▶ _Materials provided_:
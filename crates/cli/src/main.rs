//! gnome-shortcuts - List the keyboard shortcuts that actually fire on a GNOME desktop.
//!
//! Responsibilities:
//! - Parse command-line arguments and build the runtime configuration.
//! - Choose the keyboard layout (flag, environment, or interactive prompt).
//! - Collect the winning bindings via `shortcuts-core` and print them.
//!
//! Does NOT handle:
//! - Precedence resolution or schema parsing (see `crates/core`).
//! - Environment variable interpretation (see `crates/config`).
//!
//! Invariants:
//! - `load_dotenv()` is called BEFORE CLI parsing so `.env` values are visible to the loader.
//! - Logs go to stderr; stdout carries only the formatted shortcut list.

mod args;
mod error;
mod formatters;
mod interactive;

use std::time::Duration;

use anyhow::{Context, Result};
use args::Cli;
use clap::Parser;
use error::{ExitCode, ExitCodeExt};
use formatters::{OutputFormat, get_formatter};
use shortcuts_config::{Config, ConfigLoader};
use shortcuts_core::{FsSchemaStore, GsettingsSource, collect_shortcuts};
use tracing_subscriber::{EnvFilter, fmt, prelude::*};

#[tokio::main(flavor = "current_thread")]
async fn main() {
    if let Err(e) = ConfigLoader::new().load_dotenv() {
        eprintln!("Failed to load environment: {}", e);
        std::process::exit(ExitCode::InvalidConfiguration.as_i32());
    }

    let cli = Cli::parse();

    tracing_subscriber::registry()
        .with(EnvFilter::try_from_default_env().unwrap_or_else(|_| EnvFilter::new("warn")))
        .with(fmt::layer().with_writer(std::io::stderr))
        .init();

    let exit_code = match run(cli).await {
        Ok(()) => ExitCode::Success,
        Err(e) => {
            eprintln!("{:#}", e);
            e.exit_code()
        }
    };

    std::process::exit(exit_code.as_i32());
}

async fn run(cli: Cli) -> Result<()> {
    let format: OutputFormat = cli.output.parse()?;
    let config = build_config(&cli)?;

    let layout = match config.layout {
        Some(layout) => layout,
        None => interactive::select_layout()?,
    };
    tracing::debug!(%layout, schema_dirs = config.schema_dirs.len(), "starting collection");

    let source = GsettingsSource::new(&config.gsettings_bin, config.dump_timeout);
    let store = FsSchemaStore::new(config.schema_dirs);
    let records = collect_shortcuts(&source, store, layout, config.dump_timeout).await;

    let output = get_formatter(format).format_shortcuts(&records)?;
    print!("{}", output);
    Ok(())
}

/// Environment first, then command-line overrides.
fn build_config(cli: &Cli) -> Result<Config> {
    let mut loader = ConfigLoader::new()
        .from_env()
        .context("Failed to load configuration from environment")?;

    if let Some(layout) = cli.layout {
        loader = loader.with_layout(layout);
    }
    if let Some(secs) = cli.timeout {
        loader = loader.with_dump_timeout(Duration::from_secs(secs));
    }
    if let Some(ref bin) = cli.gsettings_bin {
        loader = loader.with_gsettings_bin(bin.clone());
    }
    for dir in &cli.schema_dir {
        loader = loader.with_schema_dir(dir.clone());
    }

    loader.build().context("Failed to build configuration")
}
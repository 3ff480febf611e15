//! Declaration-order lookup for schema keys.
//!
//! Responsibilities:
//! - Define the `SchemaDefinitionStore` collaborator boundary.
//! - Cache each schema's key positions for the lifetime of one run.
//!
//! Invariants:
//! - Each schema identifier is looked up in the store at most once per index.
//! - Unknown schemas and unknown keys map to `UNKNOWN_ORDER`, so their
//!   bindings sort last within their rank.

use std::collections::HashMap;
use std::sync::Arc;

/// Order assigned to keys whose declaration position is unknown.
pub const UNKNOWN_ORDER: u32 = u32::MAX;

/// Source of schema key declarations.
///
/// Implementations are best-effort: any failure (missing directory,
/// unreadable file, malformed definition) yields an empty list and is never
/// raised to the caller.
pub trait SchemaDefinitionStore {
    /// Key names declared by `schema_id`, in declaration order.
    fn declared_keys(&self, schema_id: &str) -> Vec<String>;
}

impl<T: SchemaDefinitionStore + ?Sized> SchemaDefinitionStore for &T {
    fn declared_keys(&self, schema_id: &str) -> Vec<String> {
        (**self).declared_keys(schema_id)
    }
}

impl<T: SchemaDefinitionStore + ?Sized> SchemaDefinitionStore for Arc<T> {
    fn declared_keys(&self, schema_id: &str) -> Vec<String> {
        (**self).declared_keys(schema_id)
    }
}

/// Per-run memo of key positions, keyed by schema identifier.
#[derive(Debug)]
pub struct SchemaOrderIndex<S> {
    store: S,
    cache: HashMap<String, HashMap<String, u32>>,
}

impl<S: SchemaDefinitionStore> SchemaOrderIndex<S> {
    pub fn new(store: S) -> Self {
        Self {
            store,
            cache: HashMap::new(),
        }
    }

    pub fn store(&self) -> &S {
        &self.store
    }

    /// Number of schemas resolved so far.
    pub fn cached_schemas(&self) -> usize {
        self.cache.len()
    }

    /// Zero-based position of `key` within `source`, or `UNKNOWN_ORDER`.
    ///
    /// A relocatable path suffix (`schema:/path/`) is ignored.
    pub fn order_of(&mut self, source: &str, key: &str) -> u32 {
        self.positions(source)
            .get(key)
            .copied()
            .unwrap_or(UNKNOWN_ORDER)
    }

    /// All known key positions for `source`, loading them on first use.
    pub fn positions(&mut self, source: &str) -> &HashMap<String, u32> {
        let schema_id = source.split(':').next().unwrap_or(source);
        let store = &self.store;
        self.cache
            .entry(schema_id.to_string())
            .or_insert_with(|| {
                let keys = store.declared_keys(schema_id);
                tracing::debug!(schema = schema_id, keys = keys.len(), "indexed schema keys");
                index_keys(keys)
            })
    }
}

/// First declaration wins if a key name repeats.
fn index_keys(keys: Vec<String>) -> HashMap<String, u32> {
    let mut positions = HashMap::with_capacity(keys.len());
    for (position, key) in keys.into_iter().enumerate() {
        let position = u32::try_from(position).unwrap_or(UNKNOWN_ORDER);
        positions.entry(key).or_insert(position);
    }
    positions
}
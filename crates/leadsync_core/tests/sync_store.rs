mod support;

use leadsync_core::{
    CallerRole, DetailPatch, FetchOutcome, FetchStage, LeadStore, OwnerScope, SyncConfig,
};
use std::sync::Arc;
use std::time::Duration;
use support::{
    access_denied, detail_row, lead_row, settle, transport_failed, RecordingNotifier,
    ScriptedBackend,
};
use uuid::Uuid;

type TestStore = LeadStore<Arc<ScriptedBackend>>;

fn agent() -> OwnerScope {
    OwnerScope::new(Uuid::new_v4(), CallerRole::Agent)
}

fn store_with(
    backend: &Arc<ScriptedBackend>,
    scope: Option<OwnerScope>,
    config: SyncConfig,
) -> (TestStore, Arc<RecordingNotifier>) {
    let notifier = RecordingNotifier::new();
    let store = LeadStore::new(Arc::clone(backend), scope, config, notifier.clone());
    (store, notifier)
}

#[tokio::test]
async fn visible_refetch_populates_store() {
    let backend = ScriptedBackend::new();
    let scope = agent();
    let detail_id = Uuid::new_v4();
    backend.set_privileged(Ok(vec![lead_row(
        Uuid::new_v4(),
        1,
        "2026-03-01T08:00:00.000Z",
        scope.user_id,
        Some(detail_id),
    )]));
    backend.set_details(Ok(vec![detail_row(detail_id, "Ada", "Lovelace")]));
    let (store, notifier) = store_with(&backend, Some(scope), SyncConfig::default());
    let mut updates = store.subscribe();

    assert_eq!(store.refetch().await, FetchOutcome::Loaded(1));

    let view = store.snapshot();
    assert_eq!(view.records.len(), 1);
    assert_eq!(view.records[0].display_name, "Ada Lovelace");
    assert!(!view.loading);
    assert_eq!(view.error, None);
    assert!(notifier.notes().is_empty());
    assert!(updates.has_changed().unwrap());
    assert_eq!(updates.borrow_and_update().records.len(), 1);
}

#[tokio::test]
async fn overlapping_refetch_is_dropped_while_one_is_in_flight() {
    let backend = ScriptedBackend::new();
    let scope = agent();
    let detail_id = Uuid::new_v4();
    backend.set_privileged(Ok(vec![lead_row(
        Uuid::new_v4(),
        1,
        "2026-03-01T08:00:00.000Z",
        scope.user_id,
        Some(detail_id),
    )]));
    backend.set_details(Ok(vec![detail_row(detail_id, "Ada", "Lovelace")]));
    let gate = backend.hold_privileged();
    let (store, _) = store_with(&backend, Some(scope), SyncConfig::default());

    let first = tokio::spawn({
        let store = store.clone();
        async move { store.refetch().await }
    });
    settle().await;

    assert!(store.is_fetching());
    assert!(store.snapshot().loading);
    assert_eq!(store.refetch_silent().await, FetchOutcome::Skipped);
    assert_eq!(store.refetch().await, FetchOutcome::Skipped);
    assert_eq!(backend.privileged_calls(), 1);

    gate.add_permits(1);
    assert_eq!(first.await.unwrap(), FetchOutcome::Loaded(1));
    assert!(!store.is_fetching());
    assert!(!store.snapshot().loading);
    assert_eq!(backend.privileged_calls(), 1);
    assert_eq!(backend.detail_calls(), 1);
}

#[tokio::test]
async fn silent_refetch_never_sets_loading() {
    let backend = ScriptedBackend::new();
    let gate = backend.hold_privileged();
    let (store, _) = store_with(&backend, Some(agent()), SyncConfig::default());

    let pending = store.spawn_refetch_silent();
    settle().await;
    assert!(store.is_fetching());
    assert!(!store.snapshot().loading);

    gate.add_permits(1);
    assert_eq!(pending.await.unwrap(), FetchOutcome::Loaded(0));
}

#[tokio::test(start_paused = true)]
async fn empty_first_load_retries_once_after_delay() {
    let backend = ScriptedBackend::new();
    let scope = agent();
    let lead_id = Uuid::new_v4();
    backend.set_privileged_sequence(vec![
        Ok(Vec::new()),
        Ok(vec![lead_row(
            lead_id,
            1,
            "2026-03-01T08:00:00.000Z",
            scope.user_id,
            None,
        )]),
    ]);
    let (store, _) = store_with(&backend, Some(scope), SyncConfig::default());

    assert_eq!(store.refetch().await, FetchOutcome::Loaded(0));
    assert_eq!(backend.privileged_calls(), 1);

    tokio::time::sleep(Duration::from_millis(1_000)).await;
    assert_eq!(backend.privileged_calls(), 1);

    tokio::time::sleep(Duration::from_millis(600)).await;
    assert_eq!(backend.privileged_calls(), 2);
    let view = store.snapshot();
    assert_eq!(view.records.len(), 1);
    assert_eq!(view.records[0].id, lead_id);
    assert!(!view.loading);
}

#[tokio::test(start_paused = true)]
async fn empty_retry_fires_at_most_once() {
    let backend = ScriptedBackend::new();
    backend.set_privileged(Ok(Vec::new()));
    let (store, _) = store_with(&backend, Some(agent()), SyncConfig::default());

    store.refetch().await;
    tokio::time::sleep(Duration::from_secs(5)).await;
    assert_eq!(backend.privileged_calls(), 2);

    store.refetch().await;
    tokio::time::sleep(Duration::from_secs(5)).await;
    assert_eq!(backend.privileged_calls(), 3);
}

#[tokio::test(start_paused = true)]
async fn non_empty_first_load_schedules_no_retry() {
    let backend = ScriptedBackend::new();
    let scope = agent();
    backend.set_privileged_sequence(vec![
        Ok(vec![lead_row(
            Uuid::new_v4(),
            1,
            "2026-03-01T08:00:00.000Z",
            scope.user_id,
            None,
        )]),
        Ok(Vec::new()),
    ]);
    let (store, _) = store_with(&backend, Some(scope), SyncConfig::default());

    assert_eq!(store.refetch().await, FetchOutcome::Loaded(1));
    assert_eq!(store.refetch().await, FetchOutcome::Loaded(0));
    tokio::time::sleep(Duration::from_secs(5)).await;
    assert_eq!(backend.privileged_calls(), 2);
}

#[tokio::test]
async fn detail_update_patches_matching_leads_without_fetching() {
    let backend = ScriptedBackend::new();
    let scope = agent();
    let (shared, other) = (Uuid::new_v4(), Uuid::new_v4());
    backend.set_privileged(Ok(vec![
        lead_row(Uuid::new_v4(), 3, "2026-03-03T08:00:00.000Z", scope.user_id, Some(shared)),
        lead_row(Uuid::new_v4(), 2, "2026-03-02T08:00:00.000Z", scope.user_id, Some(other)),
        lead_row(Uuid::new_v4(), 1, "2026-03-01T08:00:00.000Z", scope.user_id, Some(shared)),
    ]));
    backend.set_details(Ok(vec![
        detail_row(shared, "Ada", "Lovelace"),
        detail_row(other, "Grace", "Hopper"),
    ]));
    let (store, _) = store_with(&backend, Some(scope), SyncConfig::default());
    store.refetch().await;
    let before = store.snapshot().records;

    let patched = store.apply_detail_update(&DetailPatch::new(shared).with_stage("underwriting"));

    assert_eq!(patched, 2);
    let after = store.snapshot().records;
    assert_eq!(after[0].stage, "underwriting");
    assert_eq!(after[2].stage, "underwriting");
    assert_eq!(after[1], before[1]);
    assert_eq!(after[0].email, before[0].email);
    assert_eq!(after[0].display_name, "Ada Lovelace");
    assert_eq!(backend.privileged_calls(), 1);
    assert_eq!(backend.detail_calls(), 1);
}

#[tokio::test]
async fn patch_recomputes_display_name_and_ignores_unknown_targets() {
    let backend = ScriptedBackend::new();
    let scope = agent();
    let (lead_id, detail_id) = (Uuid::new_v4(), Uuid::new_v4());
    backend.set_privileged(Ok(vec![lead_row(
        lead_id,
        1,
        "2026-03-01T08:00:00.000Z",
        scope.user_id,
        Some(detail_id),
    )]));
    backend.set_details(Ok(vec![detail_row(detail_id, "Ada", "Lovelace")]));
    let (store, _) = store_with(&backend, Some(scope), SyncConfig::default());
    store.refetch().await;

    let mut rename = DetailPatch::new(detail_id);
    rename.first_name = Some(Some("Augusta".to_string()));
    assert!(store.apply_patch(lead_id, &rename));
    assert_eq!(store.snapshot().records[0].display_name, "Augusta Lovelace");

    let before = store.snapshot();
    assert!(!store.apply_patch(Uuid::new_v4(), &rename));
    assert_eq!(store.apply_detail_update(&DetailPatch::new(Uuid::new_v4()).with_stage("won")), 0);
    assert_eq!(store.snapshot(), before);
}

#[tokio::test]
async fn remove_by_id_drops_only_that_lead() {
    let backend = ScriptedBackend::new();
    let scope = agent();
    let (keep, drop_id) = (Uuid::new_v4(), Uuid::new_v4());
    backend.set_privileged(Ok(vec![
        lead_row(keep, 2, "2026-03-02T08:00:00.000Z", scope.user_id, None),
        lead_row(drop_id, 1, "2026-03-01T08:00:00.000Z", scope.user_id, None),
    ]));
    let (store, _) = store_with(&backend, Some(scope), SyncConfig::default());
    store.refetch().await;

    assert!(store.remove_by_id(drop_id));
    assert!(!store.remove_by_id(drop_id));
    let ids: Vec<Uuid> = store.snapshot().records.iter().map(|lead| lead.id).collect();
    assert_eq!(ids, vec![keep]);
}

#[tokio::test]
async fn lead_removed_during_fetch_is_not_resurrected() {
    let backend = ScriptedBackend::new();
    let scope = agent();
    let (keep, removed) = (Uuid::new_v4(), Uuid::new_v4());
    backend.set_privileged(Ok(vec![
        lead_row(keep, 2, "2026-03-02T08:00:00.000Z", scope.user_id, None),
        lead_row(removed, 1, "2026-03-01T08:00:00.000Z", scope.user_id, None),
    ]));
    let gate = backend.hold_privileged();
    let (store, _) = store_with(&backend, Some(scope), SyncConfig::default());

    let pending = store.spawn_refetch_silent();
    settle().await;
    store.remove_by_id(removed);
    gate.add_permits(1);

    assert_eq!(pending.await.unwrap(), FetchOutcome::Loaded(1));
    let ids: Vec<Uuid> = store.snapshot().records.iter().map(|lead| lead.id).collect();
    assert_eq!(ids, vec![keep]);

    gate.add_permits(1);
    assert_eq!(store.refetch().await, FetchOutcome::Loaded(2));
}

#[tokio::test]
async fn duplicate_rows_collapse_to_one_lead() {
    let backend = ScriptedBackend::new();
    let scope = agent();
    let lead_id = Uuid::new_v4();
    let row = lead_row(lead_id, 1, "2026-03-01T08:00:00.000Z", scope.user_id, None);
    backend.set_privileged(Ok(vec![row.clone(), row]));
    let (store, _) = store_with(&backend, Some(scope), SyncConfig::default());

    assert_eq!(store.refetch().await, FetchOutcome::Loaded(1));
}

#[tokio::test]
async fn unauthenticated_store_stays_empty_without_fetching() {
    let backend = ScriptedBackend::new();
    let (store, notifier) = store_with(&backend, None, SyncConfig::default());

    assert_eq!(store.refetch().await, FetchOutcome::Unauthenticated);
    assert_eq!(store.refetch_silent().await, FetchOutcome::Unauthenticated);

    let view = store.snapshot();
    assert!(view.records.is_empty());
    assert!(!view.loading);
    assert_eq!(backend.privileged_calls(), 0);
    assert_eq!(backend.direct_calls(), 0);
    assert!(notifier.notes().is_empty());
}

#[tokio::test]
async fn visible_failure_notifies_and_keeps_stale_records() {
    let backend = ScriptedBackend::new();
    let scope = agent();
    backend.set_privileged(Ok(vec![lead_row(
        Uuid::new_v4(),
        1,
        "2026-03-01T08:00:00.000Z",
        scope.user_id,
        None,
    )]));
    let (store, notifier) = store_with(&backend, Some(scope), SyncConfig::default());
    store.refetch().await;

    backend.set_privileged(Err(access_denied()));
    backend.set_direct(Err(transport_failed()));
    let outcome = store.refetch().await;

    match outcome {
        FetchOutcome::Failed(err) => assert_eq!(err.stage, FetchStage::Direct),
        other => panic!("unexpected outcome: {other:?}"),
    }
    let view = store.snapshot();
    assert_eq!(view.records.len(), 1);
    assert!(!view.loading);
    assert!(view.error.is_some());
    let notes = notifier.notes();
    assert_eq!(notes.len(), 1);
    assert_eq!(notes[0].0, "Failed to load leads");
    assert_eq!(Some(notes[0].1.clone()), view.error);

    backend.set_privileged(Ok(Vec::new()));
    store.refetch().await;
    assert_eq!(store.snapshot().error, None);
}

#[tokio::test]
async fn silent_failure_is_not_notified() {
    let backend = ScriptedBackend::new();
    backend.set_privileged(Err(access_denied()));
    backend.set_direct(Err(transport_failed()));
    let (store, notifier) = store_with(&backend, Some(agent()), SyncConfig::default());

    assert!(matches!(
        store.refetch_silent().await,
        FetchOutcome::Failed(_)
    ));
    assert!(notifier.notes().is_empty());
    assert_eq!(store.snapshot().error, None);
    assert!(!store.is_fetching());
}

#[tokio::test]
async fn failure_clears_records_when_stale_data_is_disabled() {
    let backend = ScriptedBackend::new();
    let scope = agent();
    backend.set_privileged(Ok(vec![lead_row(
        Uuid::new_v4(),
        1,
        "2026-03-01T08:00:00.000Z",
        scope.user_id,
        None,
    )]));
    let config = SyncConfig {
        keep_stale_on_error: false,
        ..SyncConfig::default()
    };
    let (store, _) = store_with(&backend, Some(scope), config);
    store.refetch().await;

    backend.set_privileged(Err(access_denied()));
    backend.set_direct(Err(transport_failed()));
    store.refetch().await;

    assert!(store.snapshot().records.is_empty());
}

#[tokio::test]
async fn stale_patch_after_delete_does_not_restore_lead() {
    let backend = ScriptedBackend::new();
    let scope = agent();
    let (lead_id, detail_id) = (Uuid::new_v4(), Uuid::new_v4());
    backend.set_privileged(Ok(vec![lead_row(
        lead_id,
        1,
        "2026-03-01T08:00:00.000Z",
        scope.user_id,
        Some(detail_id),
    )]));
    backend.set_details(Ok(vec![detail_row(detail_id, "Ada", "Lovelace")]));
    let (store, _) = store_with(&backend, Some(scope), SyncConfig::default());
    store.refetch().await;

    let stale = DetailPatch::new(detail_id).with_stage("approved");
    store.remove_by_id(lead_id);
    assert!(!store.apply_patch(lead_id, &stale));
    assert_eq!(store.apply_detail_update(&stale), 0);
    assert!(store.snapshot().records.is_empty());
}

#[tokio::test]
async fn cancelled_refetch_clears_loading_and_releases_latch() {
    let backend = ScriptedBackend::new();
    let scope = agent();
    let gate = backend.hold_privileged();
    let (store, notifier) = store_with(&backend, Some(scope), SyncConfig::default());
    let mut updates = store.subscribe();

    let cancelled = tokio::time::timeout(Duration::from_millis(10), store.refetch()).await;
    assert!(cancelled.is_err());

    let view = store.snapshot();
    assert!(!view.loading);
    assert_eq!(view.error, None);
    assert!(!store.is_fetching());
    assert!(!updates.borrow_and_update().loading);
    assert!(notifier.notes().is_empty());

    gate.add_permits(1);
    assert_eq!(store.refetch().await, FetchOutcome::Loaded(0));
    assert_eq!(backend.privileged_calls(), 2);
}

▶ _About this task_: For the entries above, say how many lines contain the word "command", giving the number alone.

▶ _Solution for this problem_: 2